» **Problem to work on**
What lines below contain the word "cursor"? Please pull each one out.
(Beginning of Information provided)
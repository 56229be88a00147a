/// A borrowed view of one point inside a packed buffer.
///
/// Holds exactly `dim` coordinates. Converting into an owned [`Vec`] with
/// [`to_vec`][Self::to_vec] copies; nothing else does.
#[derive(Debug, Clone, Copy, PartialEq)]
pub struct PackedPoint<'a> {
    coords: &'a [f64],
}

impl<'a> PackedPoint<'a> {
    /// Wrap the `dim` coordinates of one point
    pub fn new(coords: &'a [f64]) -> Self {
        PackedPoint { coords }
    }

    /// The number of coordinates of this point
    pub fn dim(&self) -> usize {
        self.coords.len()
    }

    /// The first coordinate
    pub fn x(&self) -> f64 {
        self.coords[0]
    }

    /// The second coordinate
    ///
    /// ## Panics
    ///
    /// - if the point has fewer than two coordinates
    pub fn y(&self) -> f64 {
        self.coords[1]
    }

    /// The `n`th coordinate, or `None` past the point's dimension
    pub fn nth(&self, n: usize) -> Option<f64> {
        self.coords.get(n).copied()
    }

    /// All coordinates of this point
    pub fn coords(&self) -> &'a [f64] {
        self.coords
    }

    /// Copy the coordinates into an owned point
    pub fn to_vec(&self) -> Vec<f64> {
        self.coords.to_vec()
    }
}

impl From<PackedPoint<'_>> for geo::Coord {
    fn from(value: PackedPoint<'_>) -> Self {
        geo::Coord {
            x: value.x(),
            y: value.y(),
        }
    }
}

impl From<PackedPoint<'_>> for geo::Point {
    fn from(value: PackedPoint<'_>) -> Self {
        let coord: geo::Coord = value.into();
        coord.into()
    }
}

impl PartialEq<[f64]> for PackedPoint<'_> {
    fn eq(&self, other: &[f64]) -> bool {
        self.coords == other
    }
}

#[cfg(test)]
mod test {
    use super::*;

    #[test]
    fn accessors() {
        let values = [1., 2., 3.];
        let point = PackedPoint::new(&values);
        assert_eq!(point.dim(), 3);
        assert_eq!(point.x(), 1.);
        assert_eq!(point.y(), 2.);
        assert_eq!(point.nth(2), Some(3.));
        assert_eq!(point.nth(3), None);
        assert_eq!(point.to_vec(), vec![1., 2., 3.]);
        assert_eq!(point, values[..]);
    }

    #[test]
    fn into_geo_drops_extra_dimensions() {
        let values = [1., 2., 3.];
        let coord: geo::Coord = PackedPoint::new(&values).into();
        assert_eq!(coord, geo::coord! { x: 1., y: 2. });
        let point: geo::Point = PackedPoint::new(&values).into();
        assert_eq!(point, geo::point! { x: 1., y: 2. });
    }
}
(End of Information provided)
(Beginning of Information provided)
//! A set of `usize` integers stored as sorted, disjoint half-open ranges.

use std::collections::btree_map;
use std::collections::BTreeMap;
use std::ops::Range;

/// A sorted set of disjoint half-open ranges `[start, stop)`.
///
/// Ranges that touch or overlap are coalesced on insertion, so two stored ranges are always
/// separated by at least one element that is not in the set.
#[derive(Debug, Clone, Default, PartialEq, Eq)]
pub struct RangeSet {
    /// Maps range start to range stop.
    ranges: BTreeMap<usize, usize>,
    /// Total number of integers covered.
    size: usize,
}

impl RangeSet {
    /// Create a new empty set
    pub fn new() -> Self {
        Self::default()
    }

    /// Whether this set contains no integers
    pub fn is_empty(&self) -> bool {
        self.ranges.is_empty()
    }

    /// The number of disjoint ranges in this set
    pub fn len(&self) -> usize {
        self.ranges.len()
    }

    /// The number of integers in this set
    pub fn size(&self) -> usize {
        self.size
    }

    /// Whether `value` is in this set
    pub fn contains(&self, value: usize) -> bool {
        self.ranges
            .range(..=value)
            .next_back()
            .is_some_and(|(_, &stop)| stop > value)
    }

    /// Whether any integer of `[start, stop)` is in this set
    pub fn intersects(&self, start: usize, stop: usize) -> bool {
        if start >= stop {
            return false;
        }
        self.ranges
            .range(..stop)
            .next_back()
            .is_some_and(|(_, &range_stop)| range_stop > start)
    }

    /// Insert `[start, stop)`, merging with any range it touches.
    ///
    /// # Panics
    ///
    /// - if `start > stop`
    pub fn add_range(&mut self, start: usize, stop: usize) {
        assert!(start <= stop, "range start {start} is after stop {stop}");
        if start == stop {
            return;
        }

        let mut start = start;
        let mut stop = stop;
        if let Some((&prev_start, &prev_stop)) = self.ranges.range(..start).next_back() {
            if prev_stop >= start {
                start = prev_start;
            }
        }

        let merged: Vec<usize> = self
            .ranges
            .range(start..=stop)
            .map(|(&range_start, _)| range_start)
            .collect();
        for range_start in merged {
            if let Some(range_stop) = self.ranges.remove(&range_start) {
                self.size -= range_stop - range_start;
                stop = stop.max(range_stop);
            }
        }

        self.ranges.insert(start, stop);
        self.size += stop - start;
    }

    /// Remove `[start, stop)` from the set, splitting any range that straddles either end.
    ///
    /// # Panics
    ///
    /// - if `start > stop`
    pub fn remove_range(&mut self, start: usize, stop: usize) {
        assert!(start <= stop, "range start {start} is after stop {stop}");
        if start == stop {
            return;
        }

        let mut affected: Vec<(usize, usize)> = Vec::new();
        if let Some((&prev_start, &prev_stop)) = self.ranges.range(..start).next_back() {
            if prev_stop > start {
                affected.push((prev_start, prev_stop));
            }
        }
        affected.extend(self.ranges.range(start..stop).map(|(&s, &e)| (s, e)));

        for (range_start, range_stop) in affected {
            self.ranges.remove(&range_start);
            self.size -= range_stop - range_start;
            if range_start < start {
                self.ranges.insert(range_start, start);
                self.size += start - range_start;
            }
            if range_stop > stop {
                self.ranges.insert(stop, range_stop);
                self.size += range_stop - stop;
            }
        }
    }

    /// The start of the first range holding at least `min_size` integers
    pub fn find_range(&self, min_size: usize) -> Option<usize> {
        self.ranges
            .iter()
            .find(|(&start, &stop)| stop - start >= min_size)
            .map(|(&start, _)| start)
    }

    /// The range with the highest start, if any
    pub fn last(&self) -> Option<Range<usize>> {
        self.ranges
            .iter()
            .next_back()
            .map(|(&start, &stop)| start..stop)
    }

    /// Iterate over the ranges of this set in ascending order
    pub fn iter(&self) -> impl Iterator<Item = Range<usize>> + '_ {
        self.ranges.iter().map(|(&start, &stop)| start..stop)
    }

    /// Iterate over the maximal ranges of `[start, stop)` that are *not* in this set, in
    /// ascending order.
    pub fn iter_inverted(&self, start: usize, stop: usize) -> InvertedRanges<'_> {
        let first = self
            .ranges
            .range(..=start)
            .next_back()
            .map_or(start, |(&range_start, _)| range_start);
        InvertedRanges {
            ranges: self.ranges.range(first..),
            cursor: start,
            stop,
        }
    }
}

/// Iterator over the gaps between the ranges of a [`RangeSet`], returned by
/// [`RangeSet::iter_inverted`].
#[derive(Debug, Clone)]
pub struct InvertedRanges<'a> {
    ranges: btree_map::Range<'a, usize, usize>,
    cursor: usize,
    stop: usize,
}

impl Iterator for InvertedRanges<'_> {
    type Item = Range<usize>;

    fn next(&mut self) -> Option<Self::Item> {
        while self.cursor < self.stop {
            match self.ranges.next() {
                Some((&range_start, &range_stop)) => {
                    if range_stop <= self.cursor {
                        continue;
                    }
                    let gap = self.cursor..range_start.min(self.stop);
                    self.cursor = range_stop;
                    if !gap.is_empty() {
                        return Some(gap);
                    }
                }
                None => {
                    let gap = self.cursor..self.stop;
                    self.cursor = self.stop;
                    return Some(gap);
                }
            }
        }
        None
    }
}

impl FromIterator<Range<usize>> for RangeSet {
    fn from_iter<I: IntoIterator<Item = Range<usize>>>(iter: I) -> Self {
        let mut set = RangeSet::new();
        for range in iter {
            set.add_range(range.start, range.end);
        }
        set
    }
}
(End of Information provided)
» **Result**
            cursor: start,
    cursor: usize,
        while self.cursor < self.stop {
                    if range_stop <= self.cursor {
                    let gap = self.cursor..range_start.min(self.stop);
                    self.cursor = range_stop;
                    let gap = self.cursor..self.stop;
                    self.cursor = self.stop;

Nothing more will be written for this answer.